Leveraging the speed of CompoundRay, an example data-driven comparative analysis was performed between a realistic eye model and two simplified derivatives. We note that the data outcomes should be considered as pilot data, with the focus being on proving the tool and its usability. As laid out in the section ‘Example inter-eye comparison method’, this experiment used an MLP network to estimate the relative position of a 2 mm sphere within a 50 mm³ test area using only the visual information provided from each of the eye models, with neural network performance acting as a measure of eye configuration utility. The models were split into the ‘real’ eye model (Figure 5i), an eye pair based directly on the measurements of Baird and Taylor, 2017; the ‘split’ eye model (Figure 5ii), an eye pair retaining per-ommatidial headings (ommatidial axial directions), but sampled from the centre points of each eye (as per approaches common in insect binocular vision study); and finally the ‘single’ eye model, an eye pair sampled from a single point between the two eyes (Figure 5iii). We hypothesise that the ‘real’ eye design will outperform the ‘split’ and ‘single’ eye models by increasing margins, as for each of the latter two designs the data relating to the surface shape and relative positions of the eyes is increasingly reduced.

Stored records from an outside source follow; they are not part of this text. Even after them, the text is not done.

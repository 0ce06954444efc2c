// =============================================================================
// TREE GLYPHS
// =============================================================================

/// Connector for every sibling except the last
pub const TREE_BRANCH: &str = "├── ";

/// Connector for the last sibling at a level
pub const TREE_CORNER: &str = "└── ";

/// Child indent below a sibling that has more siblings after it
pub const TREE_PIPE_INDENT: &str = "│   ";

/// Child indent below the last sibling
pub const TREE_SPACE_INDENT: &str = "    ";

/// Indent passed for the first level under the root line
pub const TREE_ROOT_INDENT: &str = " ";

// =============================================================================
// OUTPUT DOCUMENT
// =============================================================================

/// Title of the folder structure section
pub const STRUCTURE_TITLE: &str = "Project Folder Structure";

/// Underline written below both section titles
pub const TITLE_RULE: &str = "========================";

/// Width of the separator framing each concatenated file
pub const SEPARATOR_WIDTH: usize = 80;

/// Character the file separator is made of
pub const SEPARATOR_CHAR: char = '=';

pub const FILE_HEADER_PREFIX: &str = "// FILE: ";
pub const ERROR_HEADER_PREFIX: &str = "// ERROR READING FILE: ";
pub const ERROR_REASON_PREFIX: &str = "// REASON: ";

// =============================================================================
// CONFIG
// =============================================================================

/// Config file picked up from the project root when no `--config` is given
pub const USER_CONFIG_FILE: &str = ".project-summary.yaml";

/// Build the 80-column separator line (without newline).
pub fn separator() -> String {
    std::iter::repeat_n(SEPARATOR_CHAR, SEPARATOR_WIDTH).collect()
}
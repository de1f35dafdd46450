// Copyright (c) 2025 Geoffrey Huntley <ghuntley@ghuntley.com>. All rights
// reserved. SPDX-License-Identifier: Proprietary

//! Structured invocation event capture for Cadence job runs.
//!
//! Job invocations announce their lifecycle through `tracing` events on the
//! [`INVOCATION_TARGET`] target, each carrying an `event` field of `start`,
//! `progress` or `end`. This crate provides:
//! - [`InvocationEvent`] - One parsed boundary or progress event
//! - [`EventLog`] - A thread-safe ring buffer of recent events
//! - [`InvocationEventLayer`] - A tracing Layer that feeds the buffer
//!
//! # Usage
//!
//! ```ignore
//! use cadence_logs::{EventLog, InvocationEventLayer};
//! use tracing_subscriber::{layer::SubscriberExt, util::SubscriberInitExt};
//!
//! let events = EventLog::new(1_000);
//!
//! tracing_subscriber::registry()
//!     .with(tracing_subscriber::fmt::layer())
//!     .with(InvocationEventLayer::new(events.clone()))
//!     .init();
//! ```

mod buffer;
mod entry;
mod layer;

pub use buffer::{EventLog, DEFAULT_CAPACITY};
pub use entry::{EventKind, InvocationEvent, LogLevel};
pub use layer::InvocationEventLayer;

/// Tracing target used for invocation boundary and progress events.
pub const INVOCATION_TARGET: &str = "cadence::invocation";
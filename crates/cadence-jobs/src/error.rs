// Copyright (c) 2025 Geoffrey Huntley <ghuntley@ghuntley.com>. All rights reserved.
// SPDX-License-Identifier: Proprietary

use crate::types::InvocationStatus;

#[derive(Debug, thiserror::Error)]
pub enum JobError {
	#[error("Invalid job configuration: {0}")]
	Configuration(String),

	#[error("Job failed: {message}")]
	Failed { message: String, retryable: bool },

	#[error("Job cancelled")]
	Cancelled,

	#[error("Invocation not found: {0}")]
	NotFound(String),

	#[error("Job executor is shutting down")]
	ShuttingDown,

	#[error("Invalid status transition from {from} to {to}")]
	InvalidTransition {
		from: InvocationStatus,
		to: InvocationStatus,
	},

	#[error("Invocation task failed: {0}")]
	Join(#[from] tokio::task::JoinError),
}

impl JobError {
	pub fn failed(message: impl Into<String>) -> Self {
		JobError::Failed {
			message: message.into(),
			retryable: false,
		}
	}

	pub fn retryable(message: impl Into<String>) -> Self {
		JobError::Failed {
			message: message.into(),
			retryable: true,
		}
	}

	/// Hint for the scheduler; the executor itself never retries.
	pub fn is_retryable(&self) -> bool {
		matches!(self, JobError::Failed { retryable: true, .. })
	}
}

pub type Result<T> = std::result::Result<T, JobError>;

#[cfg(test)]
mod tests {
	use super::*;

	#[test]
	fn test_retryable_hint() {
		assert!(JobError::retryable("upstream timeout").is_retryable());
		assert!(!JobError::failed("bad input").is_retryable());
		assert!(!JobError::Cancelled.is_retryable());
	}

	#[test]
	fn test_display() {
		let err = JobError::Configuration("iteration_count must be at least 1".to_string());
		assert_eq!(
			err.to_string(),
			"Invalid job configuration: iteration_count must be at least 1"
		);

		let err = JobError::InvalidTransition {
			from: InvocationStatus::Completed,
			to: InvocationStatus::Running,
		};
		assert_eq!(
			err.to_string(),
			"Invalid status transition from completed to running"
		);
	}
}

In terms of total error over the validation set, we observed that – as expected – the ‘real’ eye design appears to offer a higher utility (lower total error when trying to locate the relative position of the sphere), ultimately decreasing its network’s validation error quicker and to a lower minimum after 100 epochs when compared to both the ‘split’ and ‘single’ eye designs (Figure 11a). Interestingly, despite an initial slow in learning rate, the ‘single’ eye design eventually achieved a similar utility score on the validation set than that of the ‘split’ eye design.

Figure 11

Download asset Open asset

The results of a sample experiment comparing the relative effectiveness of three progressively simplified dual-eye designs – a ‘real’ design built from data collected from real-world *Apis mellifera* (Baird and Taylor, 2017) and two progressively simplified designs: the ‘split’ design, collapsing ommatidial viewing points onto two eye centres, and the ‘single’ design, projecting all ommatidial viewing points onto one central position (figurative examples shown in Figure 5i–iii).

(a) The validation error graphs over 100 epochs of training for each eye design. The majority of learning occurs between epoch 0 and 60, and by epoch 100 all networks have converged in optimal-approximating states. (b) The absolute relative differences across the error volumes (see Figure 5c) between the ‘real’ and ‘single’ eye designs, as seen from the top. (c) As in (b), but between the ‘real’ and ‘split’ designs.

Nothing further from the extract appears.